Notably, comparable store sales improved by nearly 8% for the last three months, despite Covid-19. Foot Locker has continued to invest heavily in physical retail over the course of the pandemic, opening 27 new stores during the last quarter. In particular, basketball shoes and comfort apparel categories saw the biggest sales increases, with the latter driven by the need for work-from-home attire.
But with Covid-19 cases rising around the country, companies including Foot Locker are getting prepared for a second lockdown, and subsequently expect less revenue from physical stores well into the new year.
Thus far, the company seems optimistic. “With close to $2 billion in liquidity, we believe our company is well prepared both financially and operationally to continue navigating the ongoing pandemic,” said Lauren Peters, evp and CFO of Foot Locker, on Friday earning’s call. “Looking ahead, with over 10% of our store fleet temporarily closed due to Covid restrictions, we are taking proactive measures for the upcoming holiday period to deliver outstanding experiences both in our stores and online,.”

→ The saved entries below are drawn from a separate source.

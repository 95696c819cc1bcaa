//! Gateway facade and builder.
//!
//! A [`Gateway`] owns the long-lived shared objects (service registry, store,
//! async correlator, route table) and hands cheap clones to each connection.
//!
//! # Example
//!
//! ```no_run
//! use hammer_gateway::{Gateway, Request, Response};
//! use serde_json::json;
//!
//! # async fn run() -> hammer_gateway::Result<()> {
//! let gateway = Gateway::builder()
//!     .socket_path("/tmp/hammer-gateway.sock")
//!     .service("ping", |_req: &Request| Response::ok("pong", json!(null)))
//!     .route("/ping", "ping", "")
//!     .build()?;
//!
//! gateway.serve(async { let _ = tokio::signal::ctrl_c().await; }).await?;
//! # Ok(())
//! # }
//! ```

use std::collections::HashMap;
use std::future::Future;
use std::path::PathBuf;
use std::sync::atomic::{AtomicU64, Ordering};
use std::sync::Arc;
use std::time::Duration;

use tracing::{debug, error, info, warn};

use crate::codec::JsonCodec;
use crate::config::GatewayConfig;
use crate::correlator::{AsyncCorrelator, CompletionSlot};
use crate::error::Result;
use crate::handler::{AsyncHandler, ServiceHandler, ServiceRegistry};
use crate::plugins::register_builtin;
use crate::protocol::{AsyncEnvelope, Request, Response};
use crate::routes::RouteTable;
use crate::server;
use crate::store::TransactionalStore;
use crate::transport::SocketListener;
use crate::writer::WriterConfig;

/// Builder for configuring and creating a [`Gateway`].
pub struct GatewayBuilder {
    config: GatewayConfig,
    services: ServiceRegistry,
    routes: RouteTable,
    async_handler: Option<Box<dyn AsyncHandler>>,
}

impl GatewayBuilder {
    /// Create a builder with default configuration.
    pub fn new() -> Self {
        Self {
            config: GatewayConfig::default(),
            services: ServiceRegistry::new(),
            routes: RouteTable::new(),
            async_handler: None,
        }
    }

    /// Replace the whole configuration.
    pub fn config(mut self, config: GatewayConfig) -> Self {
        self.config = config;
        self
    }

    /// Socket to listen on.
    pub fn socket_path(mut self, path: impl Into<PathBuf>) -> Self {
        self.config.socket_path = path.into();
        self
    }

    /// Store snapshot file.
    pub fn snapshot_path(mut self, path: impl Into<PathBuf>) -> Self {
        self.config.snapshot_path = path.into();
        self
    }

    /// How long async requests stay pending.
    ///
    /// Default: 30 seconds
    pub fn async_timeout(mut self, timeout: Duration) -> Self {
        self.config.async_timeout = timeout;
        self
    }

    /// Persist the snapshot after every recorded request.
    pub fn persist_on_record(mut self, enabled: bool) -> Self {
        self.config.persist_on_record = enabled;
        self
    }

    /// Per-connection writer settings.
    pub fn writer_config(mut self, writer: WriterConfig) -> Self {
        self.config.writer = writer;
        self
    }

    /// Register an additional service. Overrides a built-in of the same name.
    pub fn service<H: ServiceHandler>(mut self, name: impl Into<String>, handler: H) -> Self {
        self.services.register(name, handler);
        self
    }

    /// Map an inbound path to a service and method.
    pub fn route(
        mut self,
        path: impl Into<String>,
        service: impl Into<String>,
        method: impl Into<String>,
    ) -> Self {
        self.routes.insert(path, service, method);
        self
    }

    /// Hook invoked for every async request that registers successfully.
    pub fn on_async<H: AsyncHandler>(mut self, handler: H) -> Self {
        self.async_handler = Some(Box::new(handler));
        self
    }

    /// Load the store snapshot and assemble the gateway.
    pub fn build(self) -> Result<Gateway> {
        let store = Arc::new(TransactionalStore::new(&self.config.snapshot_path));
        store.load()?;

        let correlator = AsyncCorrelator::new(self.config.async_timeout);

        let mut registry = ServiceRegistry::new();
        register_builtin(&mut registry, Arc::clone(&store), correlator.clone());
        registry.merge(self.services);
        debug!("Registered services: {:?}", registry.services());

        Ok(Gateway {
            inner: Arc::new(GatewayInner {
                config: self.config,
                registry,
                store,
                correlator,
                routes: self.routes,
                async_handler: self.async_handler,
                next_connection_id: AtomicU64::new(1),
            }),
        })
    }
}

impl Default for GatewayBuilder {
    fn default() -> Self {
        Self::new()
    }
}

struct GatewayInner {
    config: GatewayConfig,
    registry: ServiceRegistry,
    store: Arc<TransactionalStore>,
    correlator: AsyncCorrelator,
    routes: RouteTable,
    async_handler: Option<Box<dyn AsyncHandler>>,
    next_connection_id: AtomicU64,
}

/// A configured gateway. Cheap to clone.
#[derive(Clone)]
pub struct Gateway {
    inner: Arc<GatewayInner>,
}

impl Gateway {
    /// Create a new gateway builder.
    pub fn builder() -> GatewayBuilder {
        GatewayBuilder::new()
    }

    pub fn config(&self) -> &GatewayConfig {
        &self.inner.config
    }

    pub fn store(&self) -> &Arc<TransactionalStore> {
        &self.inner.store
    }

    pub fn correlator(&self) -> &AsyncCorrelator {
        &self.inner.correlator
    }

    pub fn registry(&self) -> &ServiceRegistry {
        &self.inner.registry
    }

    /// Route a decoded request to its service.
    ///
    /// Services may block on disk I/O (`memdb persist`). Async callers should
    /// use [`Gateway::dispatch_blocking`].
    pub fn dispatch(&self, request: &Request) -> Response {
        self.inner.registry.dispatch(request)
    }

    /// Run [`Gateway::dispatch`] on Tokio's blocking pool.
    ///
    /// A service that panics yields a `500` response.
    pub async fn dispatch_blocking(&self, request: Request) -> Response {
        let gateway = self.clone();
        match tokio::task::spawn_blocking(move || gateway.dispatch(&request)).await {
            Ok(response) => response,
            Err(e) => {
                error!("Service task failed: {}", e);
                Response::error(500, "Internal error")
            }
        }
    }

    /// Id for the next accepted connection, unique across every listener
    /// this gateway serves.
    pub fn next_connection_id(&self) -> u64 {
        self.inner.next_connection_id.fetch_add(1, Ordering::Relaxed)
    }

    /// JSON in, JSON out dispatch for callers that do not speak the framed protocol.
    ///
    /// A body that is not a valid request yields a `400` response. Blocks like
    /// [`Gateway::dispatch`].
    pub fn handle(&self, request_bytes: &[u8]) -> Result<Vec<u8>> {
        let response = match JsonCodec::decode::<Request>(request_bytes) {
            Ok(request) => self.dispatch(&request),
            Err(e) => Response::error(400, format!("Invalid request: {}", e)),
        };
        JsonCodec::encode(&response)
    }

    /// Dispatch by inbound path. Unknown paths yield `404 "Route not found"`.
    pub fn handle_route(&self, path: &str, params: HashMap<String, String>) -> Response {
        match self.inner.routes.resolve(path) {
            Some(target) => {
                let request = Request {
                    service: target.service.clone(),
                    method: target.method.clone(),
                    params,
                };
                self.dispatch(&request)
            }
            None => {
                debug!("Route not found: {}", path);
                Response::error(404, "Route not found")
            }
        }
    }

    /// Store the serialized state of an inbound request under `id`.
    ///
    /// With `persist_on_record` set this writes and syncs the snapshot before
    /// returning. Call it from a blocking context.
    pub fn record_request(&self, id: &str, request_json: impl Into<String>) -> Result<()> {
        self.inner.store.put(id, request_json);
        if self.inner.config.persist_on_record {
            self.inner.store.persist()?;
        }
        Ok(())
    }

    /// Deliver `response` to the connection waiting on async request `id`.
    ///
    /// Returns `false` if nothing is pending under `id`.
    pub fn complete_async(&self, id: &str, response: Response) -> Result<bool> {
        self.inner.correlator.complete_response(id, response)
    }

    pub(crate) fn notify_async(&self, envelope: AsyncEnvelope, slot: CompletionSlot) {
        if let Some(handler) = &self.inner.async_handler {
            handler.on_request(envelope, slot);
        }
    }

    /// Bind the configured socket.
    pub async fn bind(&self) -> Result<SocketListener> {
        SocketListener::bind(&self.inner.config.socket_path).await
    }

    /// Bind the configured socket and accept connections until `shutdown` resolves.
    pub async fn serve<F>(&self, shutdown: F) -> Result<()>
    where
        F: Future<Output = ()>,
    {
        let listener = self.bind().await?;
        self.serve_listener(listener, shutdown).await
    }

    /// Accept connections on an already bound listener until `shutdown` resolves.
    pub async fn serve_listener<F>(&self, listener: SocketListener, shutdown: F) -> Result<()>
    where
        F: Future<Output = ()>,
    {
        server::run(listener, self.clone(), shutdown).await?;

        let pending = self.inner.correlator.pending_count();
        if pending > 0 {
            warn!("Stopped with {} async requests still pending", pending);
        }
        info!("Gateway stopped");
        Ok(())
    }
}

impl std::fmt::Debug for Gateway {
    fn fmt(&self, f: &mut std::fmt::Formatter<'_>) -> std::fmt::Result {
        f.debug_struct("Gateway")
            .field("config", &self.inner.config)
            .field("registry", &self.inner.registry)
            .field("routes", &self.inner.routes.len())
            .finish()
    }
}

Much of Foot Locker’s recent efforts have been split evenly across e-commerce and its more than 3,000 stores. For example, the company’s 12 Days of Greatness holiday campaign, which sees exclusive drops from designers and brands like Jeff Staple, Chinatown Market and Kid Cudi x Adidas, are debuting over 12 days leading up to Christmas, both on its e-commerce site and at about a dozen stores.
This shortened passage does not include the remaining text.